## Task statement
Please retype all the data below exactly, line for line.

Source data below:

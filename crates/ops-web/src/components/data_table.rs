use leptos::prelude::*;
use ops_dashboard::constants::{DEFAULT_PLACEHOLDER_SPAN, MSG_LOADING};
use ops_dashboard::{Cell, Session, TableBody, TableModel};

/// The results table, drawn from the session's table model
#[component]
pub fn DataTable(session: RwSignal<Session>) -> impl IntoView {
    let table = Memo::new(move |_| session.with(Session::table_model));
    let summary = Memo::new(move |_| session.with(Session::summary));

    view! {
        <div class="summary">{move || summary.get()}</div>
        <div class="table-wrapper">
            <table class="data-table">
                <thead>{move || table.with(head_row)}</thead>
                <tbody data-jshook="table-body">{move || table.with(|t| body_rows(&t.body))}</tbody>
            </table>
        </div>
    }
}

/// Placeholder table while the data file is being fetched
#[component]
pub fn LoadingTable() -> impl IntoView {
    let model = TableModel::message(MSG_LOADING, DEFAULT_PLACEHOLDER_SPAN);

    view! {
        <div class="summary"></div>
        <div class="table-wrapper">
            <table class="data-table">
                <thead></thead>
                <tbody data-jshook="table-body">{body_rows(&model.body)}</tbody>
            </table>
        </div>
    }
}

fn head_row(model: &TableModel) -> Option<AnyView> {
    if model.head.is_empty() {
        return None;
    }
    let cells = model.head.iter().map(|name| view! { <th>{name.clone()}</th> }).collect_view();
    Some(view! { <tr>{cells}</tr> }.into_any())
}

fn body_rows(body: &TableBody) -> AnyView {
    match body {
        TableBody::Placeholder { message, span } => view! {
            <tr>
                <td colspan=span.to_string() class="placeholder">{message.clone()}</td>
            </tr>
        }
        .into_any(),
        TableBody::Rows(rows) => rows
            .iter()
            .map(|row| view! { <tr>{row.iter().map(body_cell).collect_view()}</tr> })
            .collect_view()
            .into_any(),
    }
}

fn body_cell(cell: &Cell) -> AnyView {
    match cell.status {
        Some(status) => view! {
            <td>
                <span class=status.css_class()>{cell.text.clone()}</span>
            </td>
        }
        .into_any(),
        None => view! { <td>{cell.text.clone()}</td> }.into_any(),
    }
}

End of Source data.

## Task response
filename crates/ops-web/src/components/data_table.rs
use leptos::prelude::*;
use ops_dashboard::constants::{DEFAULT_PLACEHOLDER_SPAN, MSG_LOADING};
use ops_dashboard::{Cell, Session, TableBody, TableModel};

/// The results table, drawn from the session's table model
#[component]
pub fn DataTable(session: RwSignal<Session>) -> impl IntoView {
    let table = Memo::new(move |_| session.with(Session::table_model));
    let summary = Memo::new(move |_| session.with(Session::summary));

    view! {
        <div class="summary">{move || summary.get()}</div>
        <div class="table-wrapper">
            <table class="data-table">
                <thead>{move || table.with(head_row)}</thead>
                <tbody data-jshook="table-body">{move || table.with(|t| body_rows(&t.body))}</tbody>
            </table>
        </div>
    }
}

/// Placeholder table while the data file is being fetched
#[component]
pub fn LoadingTable() -> impl IntoView {
    let model = TableModel::message(MSG_LOADING, DEFAULT_PLACEHOLDER_SPAN);

    view! {
        <div class="summary"></div>
        <div class="table-wrapper">
            <table class="data-table">
                <thead></thead>
                <tbody data-jshook="table-body">{body_rows(&model.body)}</tbody>
            </table>
        </div>
    }
}

fn head_row(model: &TableModel) -> Option<AnyView> {
    if model.head.is_empty() {
        return None;
    }
    let cells = model.head.iter().map(|name| view! { <th>{name.clone()}</th> }).collect_view();
    Some(view! { <tr>{cells}</tr> }.into_any())
}

fn body_rows(body: &TableBody) -> AnyView {
    match body {
        TableBody::Placeholder { message, span } => view! {
            <tr>
                <td colspan=span.to_string() class="placeholder">{message.clone()}</td>
            </tr>
        }
        .into_any(),
        TableBody::Rows(rows) => rows
            .iter()
            .map(|row| view! { <tr>{row.iter().map(body_cell).collect_view()}</tr> })
            .collect_view()
            .into_any(),
    }
}

fn body_cell(cell: &Cell) -> AnyView {
    match cell.status {
        Some(status) => view! {
            <td>
                <span class=status.css_class()>{cell.text.clone()}</span>
            </td>
        }
        .into_any(),
        None => view! { <td>{cell.text.clone()}</td> }.into_any(),
    }
}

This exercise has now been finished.